- Khusheh Mehr Location within Iran
- Coordinates: 37°18′34″N 46°08′25″E﻿ / ﻿37.30944°N 46.14028°E
- Country: Iran
- Province: East Azerbaijan
- County: Bonab
- District: Central
- Established as a city: 2018

Population (2016)
- • Total: 3,528
- Time zone: UTC+3:30 (IRST)

= Khusheh Mehr =

City in East Azerbaijan province, Iran

Khusheh Mehr (خوشه مهر) (Note: Also romanized as Khūsheh Mehr; also known as Khojamir, Khūsheh Mehr-e Khūjeh Mīr, Khūshmehr, Khvājeh Āmīr (خواجه امي), and Kūsheh Mehr) is a city in the Central District of Bonab County, East Azerbaijan province, Iran.

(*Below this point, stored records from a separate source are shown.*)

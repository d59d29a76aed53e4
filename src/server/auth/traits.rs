//! Core authentication types for the aggregation service.
//!
//! The service never trusts a user-id claim carried by the caller. It hands
//! the bearer token to a [`TokenValidator`], and only the [`AuthContext`]
//! that comes back identifies whose tasks may be counted.
//!
//! # Example
//!
//! ```rust
//! use tasklist::server::auth::AuthContext;
//!
//! fn owner_of(auth: &AuthContext) -> &str {
//!     auth.user_id()
//! }
//!
//! let auth = AuthContext::new("user-123").with_email("me@example.com");
//! assert_eq!(owner_of(&auth), "user-123");
//! assert_eq!(auth.email(), Some("me@example.com"));
//! ```

use async_trait::async_trait;
use serde::{Deserialize, Serialize};

use crate::error::Result;

/// Authentication context containing a verified user identity.
///
/// This is the only auth type the aggregation logic interacts with. It is
/// produced by a [`TokenValidator`] after the provider accepted the token.
#[derive(Debug, Clone, Default, PartialEq, Eq, Serialize, Deserialize)]
pub struct AuthContext {
    /// Verified user identity; task rows are owned by this value.
    pub subject: String,

    /// Email address reported by the provider, if any.
    #[serde(skip_serializing_if = "Option::is_none")]
    pub email: Option<String>,

    /// Token expiration timestamp (Unix epoch seconds).
    #[serde(skip_serializing_if = "Option::is_none")]
    pub expires_at: Option<u64>,
}

impl AuthContext {
    /// Create a context for a verified subject.
    pub fn new(subject: impl Into<String>) -> Self {
        Self {
            subject: subject.into(),
            ..Default::default()
        }
    }

    /// Attach an email address.
    pub fn with_email(mut self, email: impl Into<String>) -> Self {
        self.email = Some(email.into());
        self
    }

    /// Get the user ID (alias for subject).
    #[inline]
    pub fn user_id(&self) -> &str {
        &self.subject
    }

    /// Get the email address.
    pub fn email(&self) -> Option<&str> {
        self.email.as_deref()
    }

    /// Check if the token is expired.
    pub fn is_expired(&self) -> bool {
        let Some(expires_at) = self.expires_at else {
            return false;
        };
        let now = std::time::SystemTime::now()
            .duration_since(std::time::UNIX_EPOCH)
            .map(|d| d.as_secs())
            .unwrap_or(0);
        expires_at < now
    }
}

/// Exchanges a bearer token for a verified identity.
///
/// Implementations must treat the token as untrusted input. Any failure
/// (unknown token, expired token, provider unreachable) is reported as
/// [`Error::Authentication`](crate::Error::Authentication).
#[async_trait]
pub trait TokenValidator: Send + Sync {
    /// Validate an access token and return the identity it belongs to.
    async fn validate(&self, token: &str) -> Result<AuthContext>;
}

#[cfg(test)]
mod tests {
    use super::*;

    #[test]
    fn new_context_is_not_expired_without_expiry() {
        let auth = AuthContext::new("u");
        assert_eq!(auth.user_id(), "u");
        assert!(auth.email().is_none());
        assert!(!auth.is_expired());
    }

    #[test]
    fn expiry_in_the_past_is_expired() {
        let auth = AuthContext {
            expires_at: Some(1),
            ..AuthContext::new("u")
        };
        assert!(auth.is_expired());
    }

    #[test]
    fn serialization_skips_missing_fields() {
        let json = serde_json::to_value(AuthContext::new("u")).unwrap();
        assert_eq!(json, serde_json::json!({ "subject": "u" }));
    }
}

As a village, it was the capital of Benajuy-ye Sharqi Rural District until its capital was transferred to the village of Chelqai.

==Demographics==
===Population===
At the time of the 2006 National Census, Khusheh Mehr's population was 3,633 in 882 households, when it was a village in Benajuy-ye Sharqi Rural District. The following census in 2011 counted 3,738 people in 1,086 households. The 2016 census measured the population of the village as 3,528 people in 1,071 households. It was the most populous village in its rural district.

Khusheh Mehr was converted to a city in 2018.